Podia ter sido, mas não foi

Desde muito nova que tenho sonhos irrealizáveis - especialmente no que toca ao que poderia ter sido mas não fui. Lembro-me de quando tinha um certo fascínio por dinossauros, claro está, era deveras muito nova (antes dos dez anos, arrisco-me a dizer), nessa altura queria ser arqueóloga. A vida corre de formas estranhas, quando me formei em História da Arte, tive imensas cadeiras de arqueologia e ainda cheguei a estudar este universo mas não com aquela fascinação de quando era nova. Gostei do que aprendi mas já não me identificava com o assunto.


Segui história da arte porque sempre fui fascinada pela investigação, adoro aprofundar assuntos, não ficar pelo superficial e as obras de arte tinham esse efeito em mim, questões como:

  • O que se passava em torno da obra?

  • O que queria representar?

  • Qual o objectivo?

  • Em que contexto foi criado?

  • Que materiais se usou?

  • Quem era o artista?

  • Qual a vida do artista?


Tornei-me artista plástica e se me perguntarem se alguma vez estava à espera de me tornar a resposta é indefinida.


Quando andei no secundário segui a vertente de artes - contra a opinião de todos os familiares - devia ter seguido ciências ou letras ou qualquer coisa que tivesse futuro.
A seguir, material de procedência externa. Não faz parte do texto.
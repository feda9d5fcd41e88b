//! Severity levels and the results they map to.

/// How strongly an assertion is enforced.
#[derive(Clone, Copy, Debug, PartialEq, Eq, Hash, PartialOrd, Ord, strum_macros::Display)]
pub enum Severity {
    /// A failure is reported but doesn't mark the case as failed.
    Warning,
    /// A failure marks the case as failed; testing continues.
    Checked,
    /// A failure marks the case as failed and ends the run.
    Require,
}

/// Outcome of a single recorded assertion.
#[derive(
    Clone, Copy, Debug, PartialEq, Eq, Hash, strum_macros::Display, strum_macros::IntoStaticStr,
)]
pub enum TestResult {
    /// The assertion held.
    #[strum(serialize = "Passed")]
    Passed,
    /// A warning-level assertion did not hold.
    #[strum(serialize = "Warning")]
    Warning,
    /// A checked assertion did not hold.
    #[strum(serialize = "FAILED")]
    Failed,
    /// A required assertion did not hold, or panicked.
    #[strum(serialize = "FATAL")]
    Fatal,
    /// The asserted expression panicked.
    #[strum(serialize = "THROWN")]
    Thrown,
}

impl TestResult {
    /// Maps an evaluated assertion to its result.
    pub const fn from_check(severity: Severity, passed: bool) -> Self {
        if passed {
            return Self::Passed;
        }

        match severity {
            Severity::Warning => Self::Warning,
            Severity::Checked => Self::Failed,
            Severity::Require => Self::Fatal,
        }
    }

    /// Maps an assertion whose expression panicked to its result.
    pub const fn from_panic(severity: Severity) -> Self {
        match severity {
            Severity::Require => Self::Fatal,
            Severity::Warning | Severity::Checked => Self::Thrown,
        }
    }

    /// Returns the fixed display label (e.g. `FAILED`).
    pub fn label(self) -> &'static str {
        self.into()
    }

    /// Returns true for results that always reach the receivers.
    pub const fn is_failure(self) -> bool {
        matches!(self, Self::Failed | Self::Fatal | Self::Thrown)
    }

    /// Returns true if this result ends the run.
    pub const fn is_fatal(self) -> bool {
        matches!(self, Self::Fatal)
    }

    /// Color used by the HTML writer when rendering a line with this result.
    pub const fn html_color(self) -> &'static str {
        match self {
            Self::Passed => "green",
            Self::Warning => "yellow",
            Self::Failed | Self::Fatal | Self::Thrown => "red",
        }
    }
}
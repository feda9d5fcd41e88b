//! XML results in the `UnitTestResults` schema.

use std::fmt::Write as _;
use std::path::PathBuf;

use anyhow::Context;

use super::{FileSink, escape_markup};
use crate::case::{TestCase, Totals};
use crate::receiver::{ReceiverResult, ResultLine, ResultReceiver, Site};
use crate::round::RoundStart;
use crate::trace_categories;

const FATAL_TEXT: &str =
    "A required test failed!  Unable to safely execute further tests!  Program must exit now!";

/// Writes results as an XML document per round.
///
/// The document is closed at the end of the summary table, at the start of the
/// next round, or at teardown, whichever comes first.
pub struct XmlReceiver {
    partial: PathBuf,
    file: FileSink,
    tests_open: bool,
    summary_open: bool,
}

impl XmlReceiver {
    /// Creates an XML receiver. Files are named after `partial` plus the round start time.
    ///
    /// Every line carries the case index, so no output option affects the document.
    pub fn new(partial: PathBuf) -> Self {
        Self {
            partial,
            file: FileSink::default(),
            tests_open: false,
            summary_open: false,
        }
    }

    fn emit(&mut self, text: &str) -> ReceiverResult {
        if !self.file.is_open() {
            return Ok(false);
        }
        self.file.write_str(text)?;
        Ok(true)
    }

    /// Closes the `<Tests>` element before the first post-test element.
    fn close_tests(&mut self) -> std::io::Result<()> {
        if self.tests_open {
            self.file.write_str("\t</Tests>\n")?;
            self.tests_open = false;
        }
        Ok(())
    }

    fn finish_document(&mut self) -> anyhow::Result<()> {
        if !self.file.is_open() {
            return Ok(());
        }

        self.close_tests()?;
        if self.summary_open {
            self.file.write_str("\t</SummaryTable>\n")?;
            self.summary_open = false;
        }
        self.file.write_str("</UnitTestResults>\n")?;
        self.file.close()?;
        Ok(())
    }
}

fn totals_element(element: &str, totals: &Totals) -> String {
    format!(
        "\t\t<{element}\n\
         \t\t\tresult=\"{}\"\n\
         \t\t\tpassed=\"{}\"\n\
         \t\t\twarnings=\"{}\"\n\
         \t\t\tfailed=\"{}\"\n\
         \t\t\texceptions=\"{}\"\n\
         \t\t\ttested=\"{}\">\n\
         \t\t</{element}>\n",
        totals.label(),
        totals.passed,
        totals.warned,
        totals.failed,
        totals.thrown,
        totals.total
    )
}

impl ResultReceiver for XmlReceiver {
    fn on_start(&mut self, round: &RoundStart) -> ReceiverResult {
        self.finish_document()?;

        let path = round.file_name(&self.partial, ".xml");
        self.file
            .open(path.clone())
            .with_context(|| format!("failed to open {}", path.display()))?;
        tracing::debug!(target: trace_categories::OUTPUT, "writing XML results to {}", path.display());

        self.tests_open = true;
        self.summary_open = false;
        let text = format!(
            "<UnitTestResults\n\tname=\"{}\">\n\t<Tests>\n",
            escape_markup(round.name())
        );
        self.emit(&text)
    }

    fn on_message(&mut self, case: &TestCase, site: &Site<'_>, message: &str) -> ReceiverResult {
        let text = format!(
            "\t\t<Message\n\
             \t\t\tfile=\"{}\"\n\
             \t\t\tline=\"{}\"\n\
             \t\t\tunit=\"{}\">\n\
             \t\t\t<message>{}</message>\n\
             \t\t</Message>\n",
            escape_markup(site.file),
            site.line,
            case.index(),
            escape_markup(message)
        );
        self.emit(&text)
    }

    fn on_case_header(&mut self, case: &TestCase) -> ReceiverResult {
        let text = format!(
            "\t\t<Unit\n\t\t\tname=\"{}\"\n\t\t\tunit=\"{}\">\n\t\t</Unit>\n",
            escape_markup(case.name().as_str()),
            case.index()
        );
        self.emit(&text)
    }

    fn on_result_line(&mut self, case: &TestCase, line: &ResultLine<'_>) -> ReceiverResult {
        let mut text = format!(
            "\t\t<Test\n\
             \t\t\tfile=\"{}\"\n\
             \t\t\tline=\"{}\"\n\
             \t\t\tresult=\"{}\"\n\
             \t\t\tunit=\"{}\"\n\
             \t\t\tindex=\"{}\">\n\
             \t\t\t<expression>{}</expression>\n",
            escape_markup(line.site.file),
            line.site.line,
            line.result.label(),
            case.index(),
            case.items(),
            escape_markup(line.expression)
        );
        if let Some(message) = line.message {
            let _ = writeln!(text, "\t\t\t<message>{}</message>", escape_markup(message));
        }
        if line.result.is_fatal() {
            let _ = writeln!(text, "\t\t\t<fatal>{FATAL_TEXT}</fatal>");
        }
        text.push_str("\t\t</Test>\n");

        self.emit(&text)
    }

    fn on_timestamp(&mut self, is_start: bool, stamp: &str) -> ReceiverResult {
        if !self.file.is_open() {
            return Ok(false);
        }

        let text = if is_start {
            self.close_tests()?;
            format!("\t<TimeStamps\n\t\tstart=\"{}\"\n", escape_markup(stamp))
        } else {
            format!("\t\tstop=\"{}\">\n\t</TimeStamps>\n", escape_markup(stamp))
        };
        self.emit(&text)
    }

    fn on_summary_start(&mut self) -> ReceiverResult {
        if !self.file.is_open() {
            return Ok(false);
        }

        self.close_tests()?;
        self.summary_open = true;
        self.emit("\t<SummaryTable>\n")
    }

    fn on_table_row(&mut self, case: &TestCase) -> ReceiverResult {
        let text = format!(
            "\t\t<UnitTest\n\
             \t\t\tname=\"{}\"\n\
             \t\t\tindex=\"{}\"\n\
             \t\t\tresult=\"{}\"\n\
             \t\t\tpassed=\"{}\"\n\
             \t\t\twarnings=\"{}\"\n\
             \t\t\tfailed=\"{}\"\n\
             \t\t\texceptions=\"{}\"\n\
             \t\t\ttested=\"{}\">\n\
             \t\t</UnitTest>\n",
            escape_markup(case.name().as_str()),
            case.index(),
            if case.did_pass() { "Passed" } else { "FAILED" },
            case.passed(),
            case.warned(),
            case.failed(),
            case.thrown(),
            case.items()
        );
        self.emit(&text)
    }

    fn on_totals_line(&mut self, totals: &Totals) -> ReceiverResult {
        self.emit(&totals_element("ItemTotals", totals))
    }

    fn on_summary_line(&mut self, totals: &Totals) -> ReceiverResult {
        self.emit(&totals_element("TestTotals", totals))
    }

    fn on_summary_end(&mut self) -> ReceiverResult {
        if !self.file.is_open() {
            return Ok(false);
        }
        self.finish_document()?;
        Ok(true)
    }

    fn on_final_teardown(&mut self) {
        if let Err(e) = self.finish_document() {
            tracing::warn!(target: trace_categories::OUTPUT, "failed to finish XML results: {e:#}");
        }
    }
}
Mas segui artes. A escolha foi fácil, sempre gostei de me expressar através da pintura, mesmo não sabendo interpretar o que queria exprimir, sempre me senti confortável com as tintas, os pincéis e as telas. As cores são como as minhas palavras, as formas, as minhas frases e em harmonia umas com as outras compõem a minha estrutura.
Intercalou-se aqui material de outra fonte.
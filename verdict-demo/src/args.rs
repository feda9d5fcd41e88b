use clap::{Parser, builder::styling};
use std::path::PathBuf;

use crate::{events, productinfo};

const SHORT_DESCRIPTION: &str = "Runs the sample Thingy suites through the verdict harness";

const LONG_DESCRIPTION: &str = r"
verdict-demo exercises the verdict unit-test harness end to end: it records
passing, warning, failing, and panicking assertions across a handful of sample
suites and reports them to the configured destinations.

Output options are given as a string of letters:
  n  No extra output options. Incompatible with any other output option.
  f  Use full weekday names, not abbreviations.
  h  Show headers for each unit test that fails.
  i  Show test index in each unit test output line.
  m  Show messages even if no test with message.
  p  Show contents of passing tests.
  t  Show beginning and ending timestamps.
  T  Show summary table once tests are done.
  w  Show failing warnings.
  d  Show divider lines in table and sections.
  D  Show default output options (same as hmtTw plus dividers).
  E  Send test results to standard error.
  S  Send test results to standard output.

Settings may also come from a TOML configuration file; command-line arguments
take precedence.
";

/// Parsed command-line arguments for the demo.
#[derive(Debug, Parser)]
#[clap(name = productinfo::PRODUCT_NAME,
       version = productinfo::PRODUCT_VERSION,
       about = SHORT_DESCRIPTION,
       long_about = LONG_DESCRIPTION,
       styles = help_styles())]
pub struct CommandLineArgs {
    /// Run the fatal suite, which ends the program abruptly.
    #[clap(short = 'f', long = "fatal", conflicts_with_all = ["passing_only", "no_tests"])]
    pub fatal: bool,

    /// Run only the passing suites.
    #[clap(short = 'p', long = "passing-only", conflicts_with = "no_tests")]
    pub passing_only: bool,

    /// Run no suites; just make the summary table.
    #[clap(short = 'z', long = "no-tests", conflicts_with = "repeat")]
    pub no_tests: bool,

    /// Watch every failure and exit with an error if any case failed.
    #[clap(short = 'a', long = "strict")]
    pub strict: bool,

    /// Don't flush the summary when the registry is dropped.
    #[clap(short = 'L', long = "keep-alive")]
    pub keep_alive: bool,

    /// Leave the summary table to program exit.
    #[clap(short = 'e', long = "table-at-exit")]
    pub table_at_exit: bool,

    /// Flush the summary, then run the suites again.
    #[clap(short = 'r', long = "repeat")]
    pub repeat: bool,

    /// Output options, as a string of letters.
    #[clap(short = 'o', long = "output", value_name = "LETTERS")]
    pub output_options: Option<String>,

    /// Send results to text files starting with this partial path.
    #[clap(short = 't', long = "text", value_name = "PARTIAL")]
    pub text_file: Option<PathBuf>,

    /// Send results to HTML files starting with this partial path.
    #[clap(long = "html", value_name = "PARTIAL")]
    pub html_file: Option<PathBuf>,

    /// Send results to XML files starting with this partial path.
    #[clap(short = 'x', long = "xml", value_name = "PARTIAL")]
    pub xml_file: Option<PathBuf>,

    /// Send results to JUnit XML files starting with this partial path.
    #[clap(short = 'j', long = "junit", value_name = "PARTIAL")]
    pub junit_file: Option<PathBuf>,

    /// Name of the test run.
    #[clap(long = "name", env = "VERDICT_RUN_NAME")]
    pub name: Option<String>,

    /// Path to a configuration file.
    #[clap(long = "config", value_name = "FILE", conflicts_with = "no_config")]
    pub config_file: Option<PathBuf>,

    /// Don't load any configuration file.
    #[clap(long = "no-config")]
    pub no_config: bool,

    /// Enable debug logging for classes of tracing events.
    #[clap(long = "log", value_name = "EVENT")]
    pub enabled_log_events: Vec<events::TraceEvent>,
}

/// Returns clap styling to be used for command-line help.
#[doc(hidden)]
fn help_styles() -> clap::builder::Styles {
    styling::Styles::styled()
        .header(
            styling::AnsiColor::Yellow.on_default()
                | styling::Effects::BOLD
                | styling::Effects::UNDERLINE,
        )
        .usage(styling::AnsiColor::Green.on_default() | styling::Effects::BOLD)
        .literal(styling::AnsiColor::Magenta.on_default() | styling::Effects::BOLD)
        .placeholder(styling::AnsiColor::Cyan.on_default())
}
//! Engine Events
//!
//! Outbound change notifications pushed on the engine's broadcast channel.
//! A transport layer subscribes and forwards these to its own clients; the
//! engine never waits on delivery.

use serde::Serialize;

use super::portfolio::PortfolioSummary;
use super::position::Position;

/// Change notification emitted after a committed mutation.
///
/// Within one logical update the position event always precedes the
/// ensuing portfolio event.
#[derive(Debug, Clone, Serialize)]
#[serde(tag = "type", rename_all = "snake_case")]
pub enum EngineEvent {
    /// A position was created or updated
    PositionChanged {
        position: Position,
        timestamp: i64,
    },
    /// The portfolio summary was recomputed
    PortfolioChanged {
        summary: PortfolioSummary,
        timestamp: i64,
    },
}
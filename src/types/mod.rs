pub mod events;
pub mod fill;
pub mod portfolio;
pub mod position;

pub use events::*;
pub use fill::*;
pub use portfolio::*;
pub use position::*;
//! Position Ledger
//!
//! Single source of truth for instrument id → position, plus the last-seen
//! tick price per symbol (used as the best-known underlying price when
//! re-pricing option Greeks). State lives entirely in process memory and is
//! lost on restart.
//!
//! Locking contract: every mutation of position state, regardless of key,
//! serializes through the single `mutation` gate. The per-shard locking of
//! the underlying map is not enough on its own, since the engine's fill and
//! price-tick paths read and write multiple entries as one logical step.
//! Reads (`list_all`, `get`, the summary path) take point-in-time snapshots
//! and are not linearized against in-flight mutations.

use crate::types::{AssetClass, Position};
use dashmap::mapref::entry::Entry;
use dashmap::mapref::one::RefMut;
use dashmap::DashMap;
use std::sync::{Mutex, MutexGuard};
use tracing::info;

/// In-memory position ledger.
pub struct PositionLedger {
    /// Positions keyed by canonical instrument id.
    positions: DashMap<String, Position>,
    /// Last tick price per symbol.
    prices: DashMap<String, f64>,
    /// Whole-ledger mutation gate (see module docs).
    mutation: Mutex<()>,
}

impl PositionLedger {
    /// Create an empty ledger.
    pub fn new() -> Self {
        Self {
            positions: DashMap::new(),
            prices: DashMap::new(),
            mutation: Mutex::new(()),
        }
    }

    /// Acquire the whole-ledger mutation gate.
    ///
    /// A poisoned gate is recovered with `into_inner`: the guarded maps are
    /// individually consistent, the gate only orders writers.
    pub(crate) fn lock_mutations(&self) -> MutexGuard<'_, ()> {
        self.mutation
            .lock()
            .unwrap_or_else(|poisoned| poisoned.into_inner())
    }

    /// Entry handle for create-or-update. Callers must hold the mutation
    /// gate; the entry API guarantees two racing creators for a brand-new
    /// key still resolve to one record.
    pub(crate) fn entry(&self, id: String) -> Entry<'_, String, Position> {
        self.positions.entry(id)
    }

    /// Mutable handle to an existing position. Callers must hold the
    /// mutation gate.
    pub(crate) fn get_mut(&self, id: &str) -> Option<RefMut<'_, String, Position>> {
        self.positions.get_mut(id)
    }

    /// Get a snapshot of a single position.
    pub fn get(&self, id: &str) -> Option<Position> {
        self.positions.get(id).map(|entry| entry.value().clone())
    }

    /// Snapshot of all positions, ordered by (asset class, symbol, id).
    pub fn list_all(&self) -> Vec<Position> {
        let mut positions: Vec<Position> = self
            .positions
            .iter()
            .map(|entry| entry.value().clone())
            .collect();

        positions.sort_by(|a, b| {
            (a.asset_class, &a.symbol, &a.id).cmp(&(b.asset_class, &b.symbol, &b.id))
        });

        positions
    }

    /// Snapshot of the positions in one asset class, same ordering.
    pub fn list_by_asset_class(&self, asset_class: AssetClass) -> Vec<Position> {
        let mut positions: Vec<Position> = self
            .positions
            .iter()
            .filter(|entry| entry.value().asset_class == asset_class)
            .map(|entry| entry.value().clone())
            .collect();

        positions.sort_by(|a, b| (&a.symbol, &a.id).cmp(&(&b.symbol, &b.id)));

        positions
    }

    /// Number of positions in the ledger.
    pub fn len(&self) -> usize {
        self.positions.len()
    }

    /// Check if the ledger holds no positions.
    pub fn is_empty(&self) -> bool {
        self.positions.is_empty()
    }

    /// Record the latest tick price for a symbol.
    pub fn record_price(&self, symbol: &str, price: f64) {
        self.prices.insert(symbol.to_string(), price);
    }

    /// Last tick price seen for a symbol, if any.
    pub fn last_price(&self, symbol: &str) -> Option<f64> {
        self.prices.get(symbol).map(|entry| *entry.value())
    }

    /// Discard all positions and cached prices. Not reversible.
    pub fn clear(&self) {
        let _gate = self.lock_mutations();
        self.positions.clear();
        self.prices.clear();
        info!("Position ledger cleared");
    }
}

impl Default for PositionLedger {
    fn default() -> Self {
        Self::new()
    }
}

#[cfg(test)]
mod tests {
    use super::*;
    use crate::types::PositionDetail;

    fn stock_position(id: &str, symbol: &str) -> Position {
        Position::new(id.to_string(), symbol.to_string(), PositionDetail::Stock)
    }

    #[test]
    fn test_list_all_ordering() {
        let ledger = PositionLedger::new();
        ledger
            .entry("MSFT".to_string())
            .or_insert_with(|| stock_position("MSFT", "MSFT"));
        ledger
            .entry("AAPL".to_string())
            .or_insert_with(|| stock_position("AAPL", "AAPL"));

        let all = ledger.list_all();
        assert_eq!(all.len(), 2);
        assert_eq!(all[0].symbol, "AAPL");
        assert_eq!(all[1].symbol, "MSFT");
    }

    #[test]
    fn test_clear_discards_prices() {
        let ledger = PositionLedger::new();
        ledger
            .entry("AAPL".to_string())
            .or_insert_with(|| stock_position("AAPL", "AAPL"));
        ledger.record_price("AAPL", 150.0);

        ledger.clear();

        assert!(ledger.is_empty());
        assert_eq!(ledger.last_price("AAPL"), None);
    }

    #[test]
    fn test_last_price_tracks_latest() {
        let ledger = PositionLedger::new();
        assert_eq!(ledger.last_price("SPY"), None);

        ledger.record_price("SPY", 430.0);
        ledger.record_price("SPY", 431.5);

        assert_eq!(ledger.last_price("SPY"), Some(431.5));
    }
}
No secundário simplesmente adorei o que aprendi - perspectiva, luz/sombra, volumes, a figura humana, detalhes - na altura algo em mim despertou - a ideia do que vemos não passa de uma ilusão. Eu criava ilusões numa folha de papel, não era real - eram construções sobre construções. E desde essa altura que o surrealismo e a abstração começaram-me a assombrar. A ideia de não concreto, de sonho, de utopia, de diversas leituras estava presente nas minhas obras - acostumei-me com tal. Saber que o que eu queria representar não era aquilo que o observador apreendia. E novamente, poderia ter sido, mas não foi - a minha comunicação inquietante começou um pouco nesta fase - Estaria eu a fazer sentido?
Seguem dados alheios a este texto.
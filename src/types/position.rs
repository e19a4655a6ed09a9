//! Position Types
//!
//! A position is the net holding in one instrument (or one option
//! contract), with accumulated cost basis, realized P&L, and the full fill
//! history that produced it. Variant-specific state (option Greeks, future
//! contract terms) lives in a tagged payload so aggregation can match on
//! the asset class exhaustively.

use serde::{Deserialize, Serialize};

use super::fill::{AssetClass, Fill, OptionType};

const MS_PER_DAY: f64 = 24.0 * 60.0 * 60.0 * 1000.0;

/// Greeks for an option position.
#[derive(Debug, Clone, Copy, Default, Serialize, Deserialize)]
#[serde(rename_all = "camelCase")]
pub struct Greeks {
    /// Price sensitivity to underlying price change (dV/dS)
    pub delta: f64,
    /// Rate of change of delta (d²V/dS²)
    pub gamma: f64,
    /// Time decay per day (dV/dt)
    pub theta: f64,
    /// Sensitivity to a 1% volatility change (dV/dσ)
    pub vega: f64,
    /// Sensitivity to a 1% interest rate change (dV/dr)
    pub rho: f64,
}

impl Greeks {
    /// Create new Greeks.
    pub fn new(delta: f64, gamma: f64, theta: f64, vega: f64, rho: f64) -> Self {
        Self { delta, gamma, theta, vega, rho }
    }
}

/// Position side (long or short), derived from the signed quantity.
#[derive(Debug, Clone, Copy, PartialEq, Eq, Serialize, Deserialize)]
#[serde(rename_all = "snake_case")]
pub enum PositionSide {
    Long,
    Short,
}

impl std::fmt::Display for PositionSide {
    fn fmt(&self, f: &mut std::fmt::Formatter<'_>) -> std::fmt::Result {
        match self {
            PositionSide::Long => write!(f, "long"),
            PositionSide::Short => write!(f, "short"),
        }
    }
}

/// Variant-specific payload for a position, tagged by asset class.
#[derive(Debug, Clone, Serialize, Deserialize)]
#[serde(tag = "kind", rename_all = "snake_case")]
pub enum PositionDetail {
    /// Plain equity holding, no extra state
    Stock,
    /// Futures contract terms
    #[serde(rename_all = "camelCase")]
    Future {
        /// Units of the underlying per contract
        contract_size: f64,
        /// Expiration date in ms, when known
        #[serde(skip_serializing_if = "Option::is_none")]
        expiration: Option<i64>,
        /// Margin placeholder per contract
        margin_required: f64,
    },
    /// Option contract terms and current sensitivities
    #[serde(rename_all = "camelCase")]
    Option {
        option_type: OptionType,
        strike: f64,
        /// Expiration date (ms)
        expiration: i64,
        /// Symbol whose price drives the Greeks
        underlying_symbol: String,
        /// Implied volatility as a decimal (0.30 = 30%)
        implied_volatility: f64,
        /// Contract multiplier (usually 100 for equity options)
        multiplier: u32,
        /// Current Greeks
        greeks: Greeks,
    },
}

impl PositionDetail {
    /// Asset class this payload belongs to.
    pub fn asset_class(&self) -> AssetClass {
        match self {
            PositionDetail::Stock => AssetClass::Stock,
            PositionDetail::Future { .. } => AssetClass::Future,
            PositionDetail::Option { .. } => AssetClass::Option,
        }
    }
}

/// The net holding in one instrument.
#[derive(Debug, Clone, Serialize, Deserialize)]
#[serde(rename_all = "camelCase")]
pub struct Position {
    /// Canonical instrument id (ledger key)
    pub id: String,
    /// Instrument symbol (for options, the underlying symbol)
    pub symbol: String,
    /// Asset class, always matching the detail variant
    pub asset_class: AssetClass,
    /// Signed quantity: positive = long, negative = short
    pub quantity: f64,
    /// Volume-weighted average cost of the open quantity
    pub avg_cost_basis: f64,
    /// Latest known market price for this instrument
    pub current_price: f64,
    /// P&L locked in by reducing trades
    pub realized_pnl: f64,
    /// Append-only fill history
    pub fills: Vec<Fill>,
    /// Variant-specific state
    pub detail: PositionDetail,
    /// When the position was created (ms)
    pub created_at: i64,
    /// When the position was last updated (ms)
    pub updated_at: i64,
}

impl Position {
    /// Create an empty position for an instrument. State accrues via fills.
    pub fn new(id: String, symbol: String, detail: PositionDetail) -> Self {
        let now = chrono::Utc::now().timestamp_millis();
        Self {
            id,
            symbol,
            asset_class: detail.asset_class(),
            quantity: 0.0,
            avg_cost_basis: 0.0,
            current_price: 0.0,
            realized_pnl: 0.0,
            fills: Vec::new(),
            detail,
            created_at: now,
            updated_at: now,
        }
    }

    /// Long or short, from the sign of the quantity. Flat counts as long.
    pub fn side(&self) -> PositionSide {
        if self.quantity >= 0.0 {
            PositionSide::Long
        } else {
            PositionSide::Short
        }
    }

    /// Paper P&L on the open quantity at the current price.
    pub fn unrealized_pnl(&self) -> f64 {
        (self.current_price - self.avg_cost_basis) * self.quantity
    }

    /// Absolute market value of the open quantity.
    pub fn market_value(&self) -> f64 {
        self.current_price * self.quantity.abs()
    }

    /// Realized plus unrealized P&L.
    pub fn total_pnl(&self) -> f64 {
        self.realized_pnl + self.unrealized_pnl()
    }

    /// Notional exposure. For futures this scales by the contract size.
    pub fn notional_value(&self) -> f64 {
        match self.detail {
            PositionDetail::Future { contract_size, .. } => {
                self.quantity.abs() * self.current_price * contract_size
            }
            _ => self.quantity.abs() * self.current_price,
        }
    }

    /// Check whether the position is flat (zero quantity).
    pub fn is_flat(&self) -> bool {
        self.quantity == 0.0
    }

    /// Symbol whose price ticks drive this position's Greeks (options only).
    pub fn underlying_symbol(&self) -> Option<&str> {
        match &self.detail {
            PositionDetail::Option { underlying_symbol, .. } => Some(underlying_symbol),
            _ => None,
        }
    }

    /// Current Greeks (options only).
    pub fn greeks(&self) -> Option<Greeks> {
        match self.detail {
            PositionDetail::Option { greeks, .. } => Some(greeks),
            _ => None,
        }
    }

    /// Intrinsic value per unit at the given underlying price (options only).
    pub fn intrinsic_value(&self, underlying_price: f64) -> Option<f64> {
        match self.detail {
            PositionDetail::Option { option_type, strike, .. } => Some(match option_type {
                OptionType::Call => (underlying_price - strike).max(0.0),
                OptionType::Put => (strike - underlying_price).max(0.0),
            }),
            _ => None,
        }
    }

    /// Check if the option is in the money at the given underlying price.
    pub fn is_itm(&self, underlying_price: f64) -> Option<bool> {
        self.intrinsic_value(underlying_price).map(|v| v > 0.0)
    }

    /// Years until expiration as of `now_ms`, floored at zero (options only).
    pub fn time_to_expiry_years(&self, now_ms: i64) -> Option<f64> {
        match self.detail {
            PositionDetail::Option { expiration, .. } => {
                let diff_ms = (expiration - now_ms).max(0) as f64;
                Some(diff_ms / MS_PER_DAY / 365.0)
            }
            _ => None,
        }
    }
}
Falar sobre abstração e surrealismo não é fácil, alguém entender, mais dificil é. Como artista plástica dizer coisas conforme referi em cima - As cores são como as minhas palavras, as formas, as minhas frases e em harmonia umas com as outras compõem a minha estrutura. - poucas pessoas entendem e, lá vamos nós, cair no rótulo do é bonito ou feio. Legítimo, as pessoas tem gostos, também os tenho não julgo. Mas existe um belo ditado que diz: Não julgues o livro pela capa, o mesmo se deveria passar com uma obra de arte não? Dever-se-ia entender o que lá está contado.


A obra de arte, ou o trabalho artístico - tão sujeito ao escrutínio público, sem se poder defender ou falar. Melhor, ela até pode e por vezes encontra-se fundamentada e explicada, mas nos dias de hoje as pessoas não têm paciência nem vocação para ler mais do que três frases. Então o trabalho podia ter sido, mas não foi.